* [Exercise directions] Your task is to repeat the entries exactly from their first line through the line with "error code (ERROR)", and to stop there.

[Stored data entries]

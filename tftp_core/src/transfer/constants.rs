use std::time::Duration;

/// Well-known port the dispatcher listens on
pub const TFTP_PORT: u16 = 69;

/// Largest payload carried by a single DATA packet
pub const MAX_DATA_SIZE: usize = 512;

/// Opcode plus block number (DATA/ACK) or error code (ERROR)
pub const HEADER_SIZE: usize = 4;

/// DATA header plus a full payload
pub const MAX_PACKET_SIZE: usize = MAX_DATA_SIZE + HEADER_SIZE;

/// Smallest buffer that can hold an ERROR packet (header plus NUL)
pub const MIN_ERROR_PACKET_SIZE: usize = HEADER_SIZE + 1;

/// Receive buffer size; anything longer than a DATA packet is truncated and rejected
pub const RECV_BUFFER_SIZE: usize = 1024;

/// ACK block number that confirms a delete instead of acknowledging data
pub const DELETE_ACK_BLOCK: u16 = 0xFFFF;

/// The only transfer mode served
pub const OCTET_MODE: &str = "octet";

/// Registered-port range used for ephemeral transfer sockets
pub const MIN_EPHEMERAL_PORT: u16 = 1024;
pub const MAX_EPHEMERAL_PORT: u16 = 65535;

/// Random ports tried before giving up on an ephemeral bind
pub const EPHEMERAL_BIND_TRIES: usize = 3;

/// Timeouts absorbed inside a single receive call
pub const RECV_TRIES: u32 = 3;

/// Consecutive invalid or missing responses tolerated by a session
pub const MAX_RETRIES: u32 = 3;

/// Per-attempt receive timeout
pub const RECV_TIMEOUT: Duration = Duration::from_millis(1800);

/// Longest file name accepted by the file store
pub const MAX_FILENAME_LENGTH: usize = 255;

/// Default cap on concurrently running server sessions
pub const MAX_SESSIONS: usize = 64;

/// Suffix of the temporary file holding compressed bytes
pub const COMPRESSED_SUFFIX: &str = ".cmp";
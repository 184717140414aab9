use bytes::Bytes;
use tokio::fs::File;
use tokio::io::AsyncWriteExt;
use tracing::{debug, error};

use super::constants::MAX_DATA_SIZE;
use super::protocol::{ErrorCode, Packet};
use super::session::{Incoming, Session, TransferStats};
use crate::error::TransferError;

/// Receive DATA blocks into `file`, acknowledging each one.
///
/// The caller has already sent whatever opens the exchange (ACK 0 on the
/// server, the read request on the client). Each ACK is sent exactly once
/// per accepted block; a duplicate block resends the last ACK through the
/// retry path.
pub(crate) async fn receive_file(
    session: &mut Session,
    file: &mut File,
) -> Result<TransferStats, TransferError> {
    let mut stats = TransferStats::default();
    let mut block: u16 = 0;

    loop {
        let expected = block.wrapping_add(1);
        let payload = wait_for_data(session, expected).await?;

        if let Err(e) = file.write_all(&payload).await {
            error!("Failed to write block {}: {}", expected, e);
            session
                .send_error(ErrorCode::NotDefined, "file write error")
                .await;
            return Err(e.into());
        }

        session.send(&Packet::Ack { block: expected }).await?;
        block = expected;
        stats.blocks += 1;
        stats.bytes += payload.len() as u64;

        if payload.len() < MAX_DATA_SIZE {
            if let Err(e) = file.flush().await {
                session
                    .send_error(ErrorCode::NotDefined, "file write error")
                    .await;
                return Err(e.into());
            }
            debug!("Received final block {} ({} bytes total)", block, stats.bytes);
            session.finish();
            return Ok(stats);
        }
    }
}

async fn wait_for_data(session: &mut Session, block: u16) -> Result<Bytes, TransferError> {
    loop {
        match session.recv().await? {
            Incoming::Packet(Packet::Data {
                block: received,
                payload,
            }) if received == block => {
                session.accept();
                return Ok(payload);
            }
            other => session.reject(other).await?,
        }
    }
}
//! Whole-file compression applied by the client around a transfer.
//!
//! The default codec is canonical Huffman coding over bytes. Container
//! layout: magic `HUF1`, original length as u64 big-endian, 256 code
//! lengths (one byte per symbol, 0 = unused), then the codes packed
//! MSB-first with zero padding in the last byte.

use std::cmp::Reverse;
use std::collections::BinaryHeap;
use std::fs;
use std::path::{Path, PathBuf};

use bytes::{Buf, BufMut};
use tracing::debug;

use crate::error::CompressionError;
use crate::transfer::utils::{compressed_path, decompressed_path};

const MAGIC: &[u8; 4] = b"HUF1";
const HEADER_LEN: usize = MAGIC.len() + 8 + 256;
const MAX_CODE_LEN: u8 = 56;

/// File-level compression collaborator.
///
/// `compress(p)` writes `p.cmp` and returns its path; `decompress(p.cmp)`
/// writes `p` and returns its path. Implementations block, so async callers
/// run them on the blocking pool.
pub trait Compressor: Send + Sync {
    fn compress(&self, path: &Path) -> Result<PathBuf, CompressionError>;
    fn decompress(&self, path: &Path) -> Result<PathBuf, CompressionError>;
}

#[derive(Debug, Clone, Copy, Default)]
pub struct HuffmanCompressor;

impl Compressor for HuffmanCompressor {
    fn compress(&self, path: &Path) -> Result<PathBuf, CompressionError> {
        let input = fs::read(path)?;
        let output = encode(&input)?;
        let target = compressed_path(path);
        fs::write(&target, &output)?;
        debug!(
            "Compressed {} ({} -> {} bytes)",
            path.display(),
            input.len(),
            output.len()
        );
        Ok(target)
    }

    fn decompress(&self, path: &Path) -> Result<PathBuf, CompressionError> {
        let target = decompressed_path(path)
            .ok_or_else(|| CompressionError::UnexpectedName(path.to_path_buf()))?;
        let input = fs::read(path)?;
        let output = decode(&input)?;
        fs::write(&target, &output)?;
        debug!(
            "Decompressed {} ({} -> {} bytes)",
            path.display(),
            input.len(),
            output.len()
        );
        Ok(target)
    }
}

/// Compress a buffer into the container format
pub fn encode(input: &[u8]) -> Result<Vec<u8>, CompressionError> {
    let mut freq = [0u64; 256];
    for &b in input {
        freq[b as usize] += 1;
    }
    let lengths = code_lengths(&freq)?;
    let codes = canonical_codes(&lengths);

    let mut out = Vec::with_capacity(HEADER_LEN + input.len() / 2);
    out.put_slice(MAGIC);
    out.put_u64(input.len() as u64);
    out.put_slice(&lengths);

    let mut acc: u64 = 0;
    let mut nbits: u32 = 0;
    for &b in input {
        let len = lengths[b as usize] as u32;
        acc = (acc << len) | codes[b as usize];
        nbits += len;
        while nbits >= 8 {
            nbits -= 8;
            out.put_u8((acc >> nbits) as u8);
        }
        acc &= (1u64 << nbits) - 1;
    }
    if nbits > 0 {
        out.put_u8((acc << (8 - nbits)) as u8);
    }
    Ok(out)
}

/// Restore a buffer produced by [`encode`]
pub fn decode(input: &[u8]) -> Result<Vec<u8>, CompressionError> {
    if input.len() < HEADER_LEN {
        return Err(if input.starts_with(MAGIC) || input.len() < MAGIC.len() {
            CompressionError::Truncated
        } else {
            CompressionError::BadMagic
        });
    }
    let mut buf = input;
    if &buf[..MAGIC.len()] != MAGIC {
        return Err(CompressionError::BadMagic);
    }
    buf.advance(MAGIC.len());
    let original_len = buf.get_u64();
    let mut lengths = [0u8; 256];
    buf.copy_to_slice(&mut lengths);

    if original_len == 0 {
        return Ok(Vec::new());
    }
    let table = DecodeTable::new(&lengths)?;

    let expected = usize::try_from(original_len).map_err(|_| CompressionError::InvalidCodeTable)?;
    let mut out = Vec::with_capacity(expected.min(buf.len().saturating_mul(8)));
    let mut code: u64 = 0;
    let mut len: usize = 0;
    'bytes: for &byte in buf {
        for shift in (0..8).rev() {
            code = (code << 1) | u64::from((byte >> shift) & 1);
            len += 1;
            if let Some(symbol) = table.lookup(code, len) {
                out.push(symbol);
                if out.len() == expected {
                    break 'bytes;
                }
                code = 0;
                len = 0;
            } else if len >= table.max_len {
                return Err(CompressionError::InvalidBitstream);
            }
        }
    }

    if out.len() != expected {
        return Err(CompressionError::Truncated);
    }
    Ok(out)
}

/// Huffman code length for every byte value
fn code_lengths(freq: &[u64; 256]) -> Result<[u8; 256], CompressionError> {
    let mut lengths = [0u8; 256];
    let used: Vec<usize> = (0..256).filter(|&s| freq[s] > 0).collect();

    match used.as_slice() {
        [] => return Ok(lengths),
        [only] => {
            lengths[*only] = 1;
            return Ok(lengths);
        }
        _ => {}
    }

    // Nodes 0..256 are leaves; internal nodes are appended with their children.
    let mut children: Vec<(usize, usize)> = Vec::new();
    let mut heap: BinaryHeap<Reverse<(u64, usize)>> =
        used.iter().map(|&s| Reverse((freq[s], s))).collect();

    while heap.len() > 1 {
        let (Some(Reverse((w1, a))), Some(Reverse((w2, b)))) = (heap.pop(), heap.pop()) else {
            break;
        };
        let id = 256 + children.len();
        children.push((a, b));
        heap.push(Reverse((w1 + w2, id)));
    }
    let Some(Reverse((_, root))) = heap.pop() else {
        return Ok(lengths);
    };

    let mut stack = vec![(root, 0u8)];
    while let Some((node, depth)) = stack.pop() {
        if node < 256 {
            if depth > MAX_CODE_LEN {
                return Err(CompressionError::InvalidCodeTable);
            }
            lengths[node] = depth;
        } else {
            let (left, right) = children[node - 256];
            stack.push((left, depth + 1));
            stack.push((right, depth + 1));
        }
    }
    Ok(lengths)
}

/// Canonical code values for the given lengths
fn canonical_codes(lengths: &[u8; 256]) -> [u64; 256] {
    let mut order: Vec<usize> = (0..256).filter(|&s| lengths[s] > 0).collect();
    order.sort_by_key(|&s| (lengths[s], s));

    let mut codes = [0u64; 256];
    let mut code: u64 = 0;
    let mut prev_len = 0u8;
    for s in order {
        code <<= lengths[s] - prev_len;
        codes[s] = code;
        code += 1;
        prev_len = lengths[s];
    }
    codes
}

/// Per-length first code and symbol ranges for canonical decoding
struct DecodeTable {
    first_code: Vec<u64>,
    count: Vec<u64>,
    offset: Vec<usize>,
    symbols: Vec<u8>,
    max_len: usize,
}

impl DecodeTable {
    fn new(lengths: &[u8; 256]) -> Result<Self, CompressionError> {
        let max_len = lengths.iter().copied().max().unwrap_or(0) as usize;
        if max_len == 0 || max_len > MAX_CODE_LEN as usize {
            return Err(CompressionError::InvalidCodeTable);
        }

        let mut count = vec![0u64; max_len + 1];
        for &len in lengths.iter().filter(|&&l| l > 0) {
            count[len as usize] += 1;
        }

        // Kraft inequality: an over-subscribed table cannot be prefix-free.
        let mut kraft: u128 = 0;
        for (len, &n) in count.iter().enumerate().skip(1) {
            kraft += u128::from(n) << (max_len - len);
        }
        if kraft > 1u128 << max_len {
            return Err(CompressionError::InvalidCodeTable);
        }

        let mut symbols: Vec<u8> = (0..=255u8).filter(|&s| lengths[s as usize] > 0).collect();
        symbols.sort_by_key(|&s| (lengths[s as usize], s));

        let mut first_code = vec![0u64; max_len + 1];
        let mut offset = vec![0usize; max_len + 1];
        let mut code: u64 = 0;
        let mut index = 0usize;
        for len in 1..=max_len {
            code <<= 1;
            first_code[len] = code;
            offset[len] = index;
            code += count[len];
            index += count[len] as usize;
        }

        Ok(Self {
            first_code,
            count,
            offset,
            symbols,
            max_len,
        })
    }

    fn lookup(&self, code: u64, len: usize) -> Option<u8> {
        if len > self.max_len || self.count[len] == 0 {
            return None;
        }
        let delta = code.checked_sub(self.first_code[len])?;
        if delta < self.count[len] {
            self.symbols.get(self.offset[len] + delta as usize).copied()
        } else {
            None
        }
    }
}

#[cfg(test)]
mod tests {
    use super::*;
    use tempfile::tempdir;

    #[test]
    fn test_text_round_trip_shrinks() {
        let input = b"abracadabra, abracadabra, abracadabra!".repeat(50);
        let packed = encode(&input).unwrap();
        assert!(packed.len() < input.len());
        assert_eq!(decode(&packed).unwrap(), input);
    }

    #[test]
    fn test_empty_and_single_symbol() {
        let packed = encode(b"").unwrap();
        assert_eq!(packed.len(), HEADER_LEN);
        assert!(decode(&packed).unwrap().is_empty());

        let input = vec![b'z'; 1000];
        let packed = encode(&input).unwrap();
        assert_eq!(packed.len(), HEADER_LEN + 125);
        assert_eq!(decode(&packed).unwrap(), input);
    }

    #[test]
    fn test_all_byte_values() {
        let input: Vec<u8> = (0..4096u32).map(|i| (i * 7 % 256) as u8).collect();
        assert_eq!(decode(&encode(&input).unwrap()).unwrap(), input);
    }

    #[test]
    fn test_corrupt_inputs() {
        assert!(matches!(
            decode(b"NOPE and some more bytes"),
            Err(CompressionError::Truncated) | Err(CompressionError::BadMagic)
        ));

        let mut wrong_magic = encode(b"hello").unwrap();
        wrong_magic[0] = b'X';
        assert!(matches!(
            decode(&wrong_magic),
            Err(CompressionError::BadMagic)
        ));

        let packed = encode(b"hello world, hello huffman").unwrap();
        assert!(matches!(
            decode(&packed[..HEADER_LEN + 2]),
            Err(CompressionError::Truncated)
        ));

        let mut oversubscribed = encode(b"ab").unwrap();
        oversubscribed[12 + b'c' as usize] = 1;
        assert!(matches!(
            decode(&oversubscribed),
            Err(CompressionError::InvalidCodeTable)
        ));
    }

    #[test]
    fn test_file_round_trip() {
        let dir = tempdir().unwrap();
        let path = dir.path().join("notes.txt");
        let content = b"The quick brown fox jumps over the lazy dog\n".repeat(20);
        std::fs::write(&path, &content).unwrap();

        let codec = HuffmanCompressor;
        let packed = codec.compress(&path).unwrap();
        assert_eq!(packed, dir.path().join("notes.txt.cmp"));

        std::fs::remove_file(&path).unwrap();
        let restored = codec.decompress(&packed).unwrap();
        assert_eq!(restored, path);
        assert_eq!(std::fs::read(&path).unwrap(), content);
    }

    #[test]
    fn test_decompress_requires_suffix() {
        let dir = tempdir().unwrap();
        let path = dir.path().join("plain.bin");
        std::fs::write(&path, encode(b"x").unwrap()).unwrap();
        assert!(matches!(
            HuffmanCompressor.decompress(&path),
            Err(CompressionError::UnexpectedName(_))
        ));
    }
}
//! Error types shared across the crate.

use std::io;
use std::net::SocketAddr;
use std::path::PathBuf;

use thiserror::Error;

use crate::transfer::protocol::{ErrorCode, Opcode};

/// Packet encode/decode failures
#[derive(Debug, Error)]
pub enum CodecError {
    #[error("packet truncated ({len} bytes)")]
    Truncated { len: usize },
    #[error("unknown opcode {0}")]
    UnknownOpcode(u16),
    #[error("{0} field is not NUL-terminated")]
    MissingTerminator(&'static str),
    #[error("{0} field is not valid ASCII text")]
    InvalidText(&'static str),
    #[error("data payload of {0} bytes exceeds 512")]
    PayloadTooLarge(usize),
    #[error("buffer too small: need {needed} bytes, have {available}")]
    BufferTooSmall { needed: usize, available: usize },
    #[error("text field contains an embedded NUL")]
    EmbeddedNul,
    #[error("{0} is not a request opcode")]
    NotARequest(Opcode),
}

/// UDP socket failures
#[derive(Debug, Error)]
pub enum TransportError {
    #[error("failed to bind {addr}: {source}")]
    Bind {
        addr: SocketAddr,
        #[source]
        source: io::Error,
    },
    #[error("no free ephemeral port after {tries} attempts")]
    EphemeralExhausted { tries: usize },
    #[error("short write: sent {sent} of {expected} bytes")]
    ShortWrite { sent: usize, expected: usize },
    #[error("receive timed out")]
    Timeout,
    #[error(transparent)]
    Io(#[from] io::Error),
}

/// File store access decisions and faults
#[derive(Debug, Error)]
pub enum AccessError {
    #[error("file '{0}' not found")]
    NotFound(String),
    #[error("file '{0}' already exists")]
    AlreadyExists(String),
    #[error("access to '{name}' denied: {reason}")]
    Violation { name: String, reason: &'static str },
    #[error("access table invariant violated for '{name}': {detail}")]
    Invariant { name: String, detail: &'static str },
    #[error("I/O error on '{name}': {source}")]
    Io {
        name: String,
        #[source]
        source: io::Error,
    },
}

impl AccessError {
    /// Error code reported to the peer for this decision
    pub fn wire_code(&self) -> ErrorCode {
        match self {
            Self::NotFound(_) => ErrorCode::FileNotFound,
            Self::AlreadyExists(_) => ErrorCode::FileAlreadyExists,
            Self::Violation { .. } => ErrorCode::AccessViolation,
            Self::Invariant { .. } | Self::Io { .. } => ErrorCode::NotDefined,
        }
    }
}

/// Compression and decompression failures
#[derive(Debug, Error)]
pub enum CompressionError {
    #[error("not a compressed file (bad magic)")]
    BadMagic,
    #[error("compressed data is truncated")]
    Truncated,
    #[error("corrupt code table")]
    InvalidCodeTable,
    #[error("bitstream does not decode to a known symbol")]
    InvalidBitstream,
    #[error("'{0}' does not carry the compressed-file suffix")]
    UnexpectedName(PathBuf),
    #[error("I/O error: {0}")]
    Io(#[from] io::Error),
}

/// Why a transfer session did not complete
#[derive(Debug, Error)]
pub enum TransferError {
    #[error("peer reported error: {code}: {message}")]
    Peer { code: ErrorCode, message: String },
    #[error("no valid response after {0} attempts")]
    RetriesExhausted(u32),
    #[error("request rejected locally: {0}")]
    Access(#[from] AccessError),
    #[error("local file I/O failed: {0}")]
    Io(#[from] io::Error),
    #[error(transparent)]
    Transport(#[from] TransportError),
    #[error(transparent)]
    Codec(#[from] CodecError),
    #[error(transparent)]
    Compression(#[from] CompressionError),
    #[error("unexpected {0} from peer")]
    Unexpected(Opcode),
}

* [Task solution]
filename tftp_core/src/transfer/constants.rs
use std::time::Duration;

/// Well-known port the dispatcher listens on
pub const TFTP_PORT: u16 = 69;

/// Largest payload carried by a single DATA packet
pub const MAX_DATA_SIZE: usize = 512;

/// Opcode plus block number (DATA/ACK) or error code (ERROR)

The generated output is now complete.